DATASET EXTRACT
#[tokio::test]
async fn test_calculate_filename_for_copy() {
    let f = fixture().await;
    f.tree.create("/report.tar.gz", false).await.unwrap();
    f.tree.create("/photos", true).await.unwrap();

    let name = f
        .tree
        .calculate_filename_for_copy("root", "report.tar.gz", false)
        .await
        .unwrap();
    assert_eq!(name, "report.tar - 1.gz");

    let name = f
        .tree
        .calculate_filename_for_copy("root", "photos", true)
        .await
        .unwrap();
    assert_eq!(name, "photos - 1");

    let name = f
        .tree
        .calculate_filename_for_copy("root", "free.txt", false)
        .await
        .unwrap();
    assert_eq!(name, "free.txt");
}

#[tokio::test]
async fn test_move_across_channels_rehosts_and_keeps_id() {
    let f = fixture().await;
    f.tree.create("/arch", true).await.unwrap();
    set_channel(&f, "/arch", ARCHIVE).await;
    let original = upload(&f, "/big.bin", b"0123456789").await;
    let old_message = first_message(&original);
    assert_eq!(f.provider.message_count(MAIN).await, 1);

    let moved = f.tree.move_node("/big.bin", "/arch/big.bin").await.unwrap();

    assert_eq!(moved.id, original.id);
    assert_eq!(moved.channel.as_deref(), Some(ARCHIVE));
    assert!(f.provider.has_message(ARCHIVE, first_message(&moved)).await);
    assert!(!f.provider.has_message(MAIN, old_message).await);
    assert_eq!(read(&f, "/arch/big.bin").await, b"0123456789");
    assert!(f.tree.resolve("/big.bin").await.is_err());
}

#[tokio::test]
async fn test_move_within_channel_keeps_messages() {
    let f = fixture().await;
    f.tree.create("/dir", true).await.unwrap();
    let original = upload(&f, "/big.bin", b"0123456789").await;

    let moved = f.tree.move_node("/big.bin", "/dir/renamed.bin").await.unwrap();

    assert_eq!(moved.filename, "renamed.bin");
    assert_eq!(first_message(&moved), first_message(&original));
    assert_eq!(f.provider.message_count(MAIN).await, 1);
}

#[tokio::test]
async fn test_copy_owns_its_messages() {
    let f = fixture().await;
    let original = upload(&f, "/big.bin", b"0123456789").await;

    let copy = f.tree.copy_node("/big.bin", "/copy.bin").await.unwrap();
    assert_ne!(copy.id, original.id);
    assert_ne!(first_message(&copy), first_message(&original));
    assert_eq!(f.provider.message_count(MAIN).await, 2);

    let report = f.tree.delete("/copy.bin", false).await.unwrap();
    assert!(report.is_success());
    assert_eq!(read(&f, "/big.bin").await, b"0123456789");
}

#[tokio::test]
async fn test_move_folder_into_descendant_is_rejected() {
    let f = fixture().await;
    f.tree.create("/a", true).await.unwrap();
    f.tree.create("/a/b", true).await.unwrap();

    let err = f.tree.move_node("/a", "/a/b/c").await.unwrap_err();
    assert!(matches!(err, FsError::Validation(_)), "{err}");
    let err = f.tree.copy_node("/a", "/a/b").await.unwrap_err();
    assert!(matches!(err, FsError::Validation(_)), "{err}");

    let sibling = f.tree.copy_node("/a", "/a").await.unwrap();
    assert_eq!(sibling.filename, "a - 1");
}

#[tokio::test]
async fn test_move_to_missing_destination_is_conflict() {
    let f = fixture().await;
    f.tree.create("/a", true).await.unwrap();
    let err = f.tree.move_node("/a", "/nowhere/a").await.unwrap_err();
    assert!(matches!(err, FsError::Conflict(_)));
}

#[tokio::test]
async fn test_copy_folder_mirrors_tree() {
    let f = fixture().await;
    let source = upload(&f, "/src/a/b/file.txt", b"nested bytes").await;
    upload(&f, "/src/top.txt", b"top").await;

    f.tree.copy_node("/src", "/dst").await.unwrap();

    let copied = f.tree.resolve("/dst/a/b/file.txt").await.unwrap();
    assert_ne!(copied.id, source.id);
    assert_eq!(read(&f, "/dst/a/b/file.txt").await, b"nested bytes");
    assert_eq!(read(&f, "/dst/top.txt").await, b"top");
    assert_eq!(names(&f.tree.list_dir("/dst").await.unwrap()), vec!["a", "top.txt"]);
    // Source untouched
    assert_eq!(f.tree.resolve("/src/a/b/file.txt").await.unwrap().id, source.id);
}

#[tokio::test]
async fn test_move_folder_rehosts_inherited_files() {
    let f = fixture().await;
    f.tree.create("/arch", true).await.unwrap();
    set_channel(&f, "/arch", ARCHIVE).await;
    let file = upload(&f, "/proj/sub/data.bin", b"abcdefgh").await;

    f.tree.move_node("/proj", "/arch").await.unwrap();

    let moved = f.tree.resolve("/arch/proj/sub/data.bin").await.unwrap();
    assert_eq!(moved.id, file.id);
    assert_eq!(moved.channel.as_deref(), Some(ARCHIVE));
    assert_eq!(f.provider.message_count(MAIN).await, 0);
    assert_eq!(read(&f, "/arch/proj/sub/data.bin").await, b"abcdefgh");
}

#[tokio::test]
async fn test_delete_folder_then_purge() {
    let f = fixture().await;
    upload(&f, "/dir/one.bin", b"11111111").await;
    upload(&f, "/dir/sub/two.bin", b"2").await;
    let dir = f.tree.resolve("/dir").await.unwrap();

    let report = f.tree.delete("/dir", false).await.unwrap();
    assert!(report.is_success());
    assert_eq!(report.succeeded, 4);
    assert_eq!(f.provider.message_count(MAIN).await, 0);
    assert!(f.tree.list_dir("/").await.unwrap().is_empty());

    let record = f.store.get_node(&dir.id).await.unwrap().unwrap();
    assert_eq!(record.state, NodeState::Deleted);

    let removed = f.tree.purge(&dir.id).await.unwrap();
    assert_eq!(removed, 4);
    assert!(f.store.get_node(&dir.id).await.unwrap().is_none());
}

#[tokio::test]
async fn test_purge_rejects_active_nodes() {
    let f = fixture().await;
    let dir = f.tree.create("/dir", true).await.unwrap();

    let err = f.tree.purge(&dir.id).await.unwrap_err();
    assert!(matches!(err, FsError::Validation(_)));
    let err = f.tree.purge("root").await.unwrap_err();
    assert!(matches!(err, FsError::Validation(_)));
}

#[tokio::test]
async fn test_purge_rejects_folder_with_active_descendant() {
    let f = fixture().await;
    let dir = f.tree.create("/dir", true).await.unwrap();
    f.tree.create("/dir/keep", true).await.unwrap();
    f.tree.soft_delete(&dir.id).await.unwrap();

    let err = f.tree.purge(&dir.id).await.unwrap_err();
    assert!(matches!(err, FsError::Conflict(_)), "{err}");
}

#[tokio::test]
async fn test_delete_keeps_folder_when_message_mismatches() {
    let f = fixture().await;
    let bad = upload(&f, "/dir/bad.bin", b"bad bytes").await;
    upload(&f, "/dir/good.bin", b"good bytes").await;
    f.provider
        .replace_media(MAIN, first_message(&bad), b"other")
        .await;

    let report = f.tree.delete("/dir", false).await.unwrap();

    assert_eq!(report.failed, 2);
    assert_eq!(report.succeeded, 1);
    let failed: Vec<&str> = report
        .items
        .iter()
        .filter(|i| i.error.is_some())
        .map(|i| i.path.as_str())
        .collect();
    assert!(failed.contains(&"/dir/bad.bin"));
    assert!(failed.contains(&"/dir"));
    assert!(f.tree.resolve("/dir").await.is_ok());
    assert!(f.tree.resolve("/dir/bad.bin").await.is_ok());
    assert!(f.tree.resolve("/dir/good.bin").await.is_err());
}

PROBLEM TO WORK ON
Your task is to copy each line of the listing that holds the word "good".

TASK OUTPUT
    upload(&f, "/dir/good.bin", b"good bytes").await;
    assert!(f.tree.resolve("/dir/good.bin").await.is_err());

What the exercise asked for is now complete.